Senin 02 Jan 2023 11:31 WIB

'Pencabutan PPKM yang Terburu-buru Justru Rawan Sekali'

Epidemiolog sebut pencabutan PPKM yang terburu-buru justru rawan sekali.

Rep: RR Laeny Sulistyawaty/ Red: Bilal Ramadhan
Warga berfoto di Anjungan Halte Bundaran HI saat Hari Bebas Kendaraan Bermotor (HBKB) di kawasan Bundaran Hotel Indonesia, Jakarta. Epidemiolog sebut pencabutan PPKM yang terburu-buru justru rawan sekali.
Foto: Republika/Thoudy Badai
Warga berfoto di Anjungan Halte Bundaran HI saat Hari Bebas Kendaraan Bermotor (HBKB) di kawasan Bundaran Hotel Indonesia, Jakarta. Epidemiolog sebut pencabutan PPKM yang terburu-buru justru rawan sekali.
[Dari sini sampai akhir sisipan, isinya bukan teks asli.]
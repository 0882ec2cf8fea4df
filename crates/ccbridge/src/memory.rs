//! Load `CLAUDE.md` memory files from a directory and its ancestors.

use std::path::{Path, PathBuf};

/// Checked in this order in every directory.
pub const MEMORY_FILES: [&str; 2] = ["CLAUDE.md", "CLAUDE.local.md"];

#[derive(Debug, Clone, PartialEq, Eq)]
pub struct MemoryFile {
    pub path: PathBuf,
    pub content: String,
}

/// Collect memory files from `start` upward, nearest first. The filesystem
/// root itself is not searched.
pub async fn find_memory_files(start: &Path) -> Vec<MemoryFile> {
    let start = std::path::absolute(start).unwrap_or_else(|_| start.to_path_buf());
    let mut found = Vec::new();
    let mut dir = Some(start.as_path());
    while let Some(current) = dir {
        if current.parent().is_none() {
            break;
        }
        for name in MEMORY_FILES {
            let path = current.join(name);
            match tokio::fs::read_to_string(&path).await {
                Ok(content) => found.push(MemoryFile { path, content }),
                Err(e) if e.kind() == std::io::ErrorKind::NotFound => {}
                Err(e) => tracing::debug!("skipping {}: {}", path.display(), e),
            }
        }
        dir = current.parent();
    }
    found
}

/// Render files as context blocks headed by their path relative to `base`.
pub fn format_memory_context(files: &[MemoryFile], base: &Path) -> String {
    let base = std::path::absolute(base).unwrap_or_else(|_| base.to_path_buf());
    let mut parts = Vec::with_capacity(files.len() * 3);
    for file in files {
        parts.push(format!(
            "## Context from {}\n",
            relative_to(&file.path, &base).display()
        ));
        parts.push(file.content.clone());
        parts.push("\n---\n".to_string());
    }
    parts.join("\n")
}

/// `None` when no memory file exists between `start` and the root.
pub async fn load_memory_context(start: &Path) -> Option<String> {
    let files = find_memory_files(start).await;
    if files.is_empty() {
        return None;
    }
    tracing::debug!("loaded {} memory file(s)", files.len());
    Some(format_memory_context(&files, start))
}

fn relative_to(path: &Path, base: &Path) -> PathBuf {
    let path_parts: Vec<_> = path.components().collect();
    let base_parts: Vec<_> = base.components().collect();
    let common = path_parts
        .iter()
        .zip(&base_parts)
        .take_while(|(a, b)| a == b)
        .count();
    let mut rel = PathBuf::new();
    for _ in common..base_parts.len() {
        rel.push("..");
    }
    for part in &path_parts[common..] {
        rel.push(part.as_os_str());
    }
    rel
}
//! Locate `.mcp.json` files under a project root.
//!
//! The walk never descends into `node_modules` or `.git`, never follows
//! symlinked directories, and visits entries in sorted name order. Files that
//! cannot be read or parsed are reported and skipped; the scan itself never
//! fails.

use std::fs;
use std::path::Path;

use indexmap::IndexMap;
use serde_json::Value as JsonValue;

use super::{DiscoveredConfig, ProjectConfig, ServerConfig};
use crate::events::{DiscoveryEvent, DiscoveryReporter};

pub const MCP_CONFIG_FILE: &str = ".mcp.json";

/// Directory names the walk never enters.
pub const SKIPPED_DIRS: &[&str] = &["node_modules", ".git"];

/// Why a config file was rejected.
#[derive(Debug, thiserror::Error)]
pub enum ConfigParseError {
    #[error("invalid JSON: {0}")]
    Json(#[from] serde_json::Error),
    #[error("top-level value is not an object")]
    NotAnObject,
    #[error("`mcpServers` is not an object")]
    ServersNotAnObject,
}

/// Recursively collect every parseable `.mcp.json` under `root`.
pub fn find_mcp_configs(root: &Path, reporter: &dyn DiscoveryReporter) -> Vec<DiscoveredConfig> {
    let mut found = Vec::new();
    walk(root, reporter, &mut found);
    found
}

fn walk(dir: &Path, reporter: &dyn DiscoveryReporter, out: &mut Vec<DiscoveredConfig>) {
    let Ok(entries) = fs::read_dir(dir) else {
        return;
    };
    let mut entries: Vec<_> = entries.filter_map(Result::ok).collect();
    entries.sort_by_key(|e| e.file_name());

    for entry in entries {
        let name = entry.file_name();
        if name.to_str().is_some_and(|n| SKIPPED_DIRS.contains(&n)) {
            continue;
        }
        // DirEntry::file_type does not follow symlinks
        let Ok(file_type) = entry.file_type() else {
            continue;
        };
        let path = entry.path();
        if file_type.is_dir() {
            walk(&path, reporter, out);
        } else if file_type.is_file()
            && name == MCP_CONFIG_FILE
            && let Some(found) = load_config_file(&path, reporter)
        {
            out.push(found);
        }
    }
}

fn load_config_file(path: &Path, reporter: &dyn DiscoveryReporter) -> Option<DiscoveredConfig> {
    let content = match fs::read_to_string(path) {
        Ok(c) => c,
        Err(e) => {
            reporter.report(DiscoveryEvent::ConfigSkipped {
                path: path.to_path_buf(),
                reason: format!("unreadable: {e}"),
            });
            return None;
        }
    };
    match parse_project_config(&content) {
        Ok(Some(config)) => {
            reporter.report(DiscoveryEvent::ConfigFound {
                path: path.to_path_buf(),
                servers: config.servers.len(),
            });
            Some(DiscoveredConfig {
                path: path.to_path_buf(),
                config,
            })
        }
        Ok(None) => None,
        Err(e) => {
            reporter.report(DiscoveryEvent::ConfigSkipped {
                path: path.to_path_buf(),
                reason: e.to_string(),
            });
            None
        }
    }
}

/// Parse the contents of one `.mcp.json`.
///
/// Blank content, `null` and `{}` yield `Ok(None)`: the file exists but
/// declares nothing.
pub fn parse_project_config(content: &str) -> Result<Option<ProjectConfig>, ConfigParseError> {
    if content.trim().is_empty() {
        return Ok(None);
    }
    let value: JsonValue = serde_json::from_str(content)?;
    let obj = match &value {
        JsonValue::Null => return Ok(None),
        JsonValue::Object(map) if map.is_empty() => return Ok(None),
        JsonValue::Object(map) => map,
        _ => return Err(ConfigParseError::NotAnObject),
    };

    let mut servers = IndexMap::new();
    match obj.get("mcpServers") {
        None | Some(JsonValue::Null) => {}
        Some(JsonValue::Object(map)) => {
            for (name, def) in map {
                servers.insert(name.clone(), ServerConfig::from_value(def));
            }
        }
        Some(_) => return Err(ConfigParseError::ServersNotAnObject),
    }

    Ok(Some(ProjectConfig {
        servers,
        raw: value,
    }))
}

#[cfg(test)]
mod tests {
    use super::*;
    use crate::events::RecordingReporter;
    use std::path::PathBuf;

    fn write_file(dir: &Path, rel: &str, content: &str) -> PathBuf {
        let path = dir.join(rel);
        if let Some(parent) = path.parent() {
            fs::create_dir_all(parent).unwrap();
        }
        fs::write(&path, content).unwrap();
        path
    }

    #[test]
    fn finds_nested_configs_in_sorted_order() {
        let tmp = tempfile::tempdir().unwrap();
        write_file(tmp.path(), "b/.mcp.json", r#"{"mcpServers":{"y":{"command":"y"}}}"#);
        write_file(tmp.path(), "a/deep/.mcp.json", r#"{"mcpServers":{"x":{"command":"x"}}}"#);
        write_file(tmp.path(), ".mcp.json", r#"{"mcpServers":{"root":{"url":"http://h/"}}}"#);

        let reporter = RecordingReporter::default();
        let found = find_mcp_configs(tmp.path(), &reporter);
        let names: Vec<_> = found
            .iter()
            .map(|c| c.config.servers.keys().next().cloned().unwrap())
            .collect();
        // ".mcp.json" sorts before "a" and "b"
        assert_eq!(names, vec!["root", "x", "y"]);
        assert_eq!(reporter.events().len(), 3);
    }

    #[test]
    fn skips_node_modules_and_git() {
        let tmp = tempfile::tempdir().unwrap();
        write_file(tmp.path(), "node_modules/pkg/.mcp.json", r#"{"mcpServers":{"a":{"command":"a"}}}"#);
        write_file(tmp.path(), ".git/.mcp.json", r#"{"mcpServers":{"b":{"command":"b"}}}"#);
        write_file(tmp.path(), "src/.mcp.json", r#"{"mcpServers":{"c":{"command":"c"}}}"#);

        let found = find_mcp_configs(tmp.path(), &RecordingReporter::default());
        assert_eq!(found.len(), 1);
        assert!(found[0].path.ends_with("src/.mcp.json"));
    }

    #[test]
    fn empty_file_is_not_a_config() {
        let tmp = tempfile::tempdir().unwrap();
        write_file(tmp.path(), ".mcp.json", "");
        write_file(tmp.path(), "a/.mcp.json", "  \n");
        write_file(tmp.path(), "b/.mcp.json", "{}");
        write_file(tmp.path(), "c/.mcp.json", "null");

        let reporter = RecordingReporter::default();
        let found = find_mcp_configs(tmp.path(), &reporter);
        assert!(found.is_empty());
        assert!(reporter.events().is_empty());
    }

    #[test]
    fn malformed_files_are_reported_and_skipped() {
        let tmp = tempfile::tempdir().unwrap();
        write_file(tmp.path(), "a/.mcp.json", "{not json");
        write_file(tmp.path(), "b/.mcp.json", "[1, 2]");
        write_file(tmp.path(), "c/.mcp.json", r#"{"mcpServers": []}"#);
        write_file(tmp.path(), "d/.mcp.json", r#"{"mcpServers":{"ok":{"command":"ok"}}}"#);

        let reporter = RecordingReporter::default();
        let found = find_mcp_configs(tmp.path(), &reporter);
        assert_eq!(found.len(), 1);
        let skipped = reporter
            .events()
            .into_iter()
            .filter(|e| matches!(e, DiscoveryEvent::ConfigSkipped { .. }))
            .count();
        assert_eq!(skipped, 3);
    }

    #[test]
    fn missing_root_yields_nothing() {
        let found = find_mcp_configs(
            Path::new("/definitely/not/a/real/dir"),
            &RecordingReporter::default(),
        );
        assert!(found.is_empty());
    }

    #[test]
    fn keeps_declaration_order_and_raw_json() {
        let parsed = parse_project_config(
            r#"{"mcpServers":{"zeta":{"command":"z"},"alpha":{"url":"http://a/"},"bad":{}}}"#,
        )
        .unwrap()
        .unwrap();
        let keys: Vec<_> = parsed.servers.keys().cloned().collect();
        assert_eq!(keys, vec!["zeta", "alpha", "bad"]);
        assert!(matches!(parsed.servers["bad"], ServerConfig::Unusable { .. }));
        assert!(parsed.raw.get("mcpServers").is_some());
    }

    #[test]
    fn config_without_servers_is_kept() {
        let parsed = parse_project_config(r#"{"other": true}"#).unwrap().unwrap();
        assert!(parsed.servers.is_empty());
    }
}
REPUBLIKA.CO.ID, JAKARTA -- Epidemiolog dari Universitas Griffith Australia, Dicky Budiman, khawatir peningkatan kasus Covid-19 subvarian XBB di Indonesia usai perayaan Tahun Baru 2023. Subvarian XBB dan BQ.1 menjadi subvarian yang harus diwaspadai. Dicky menjelaskan, yang dunia amati adalah XBB yang saat ini menjadi pemicu meningkatnya kasus Covid-19.

"Mereka terinfeksi (XBB) meski sudah menerima vaksin Covid-19 dosis penguat (booster) sekalipun, terutama pada kelompok lanjut usia, penyakit penyerta (komorbid), dan yang berkali-kali terinfeksi. XBB dan BQ.1 menjadi dua subvarian yang harus diwaspadai," ujarnya saat dihubungi Republika.

Baca Juga

Kedua subvarian ini, dia menambahkan, bahkan varian baru dari Cina yang mengalami krisis infeksi yang begitu masif, juga bisa terjadi di Indonesia. Ia menambahkan, Indonesia harus menunggu satu sampai dua bulan ke depan untuk mengetahuinya.

Tak hanya itu, Dicky mengingatkan omikron BF.7 juga tidak bisa dianggap enteng walaupun modal imunitas saat ini memadai. Kendati demikian, dia melanjutkan, tanpa adanya Pemberlakuan Pembatasan Kegiatan Masyarakat (PPKM) dan pengganti PPKM di masyarakat maka akibatnya, akan membuat virus ini menyasar kelompok yang rawan. Setidaknya membuat beberapa kasus infeksi Covid-19 bisa buruk. 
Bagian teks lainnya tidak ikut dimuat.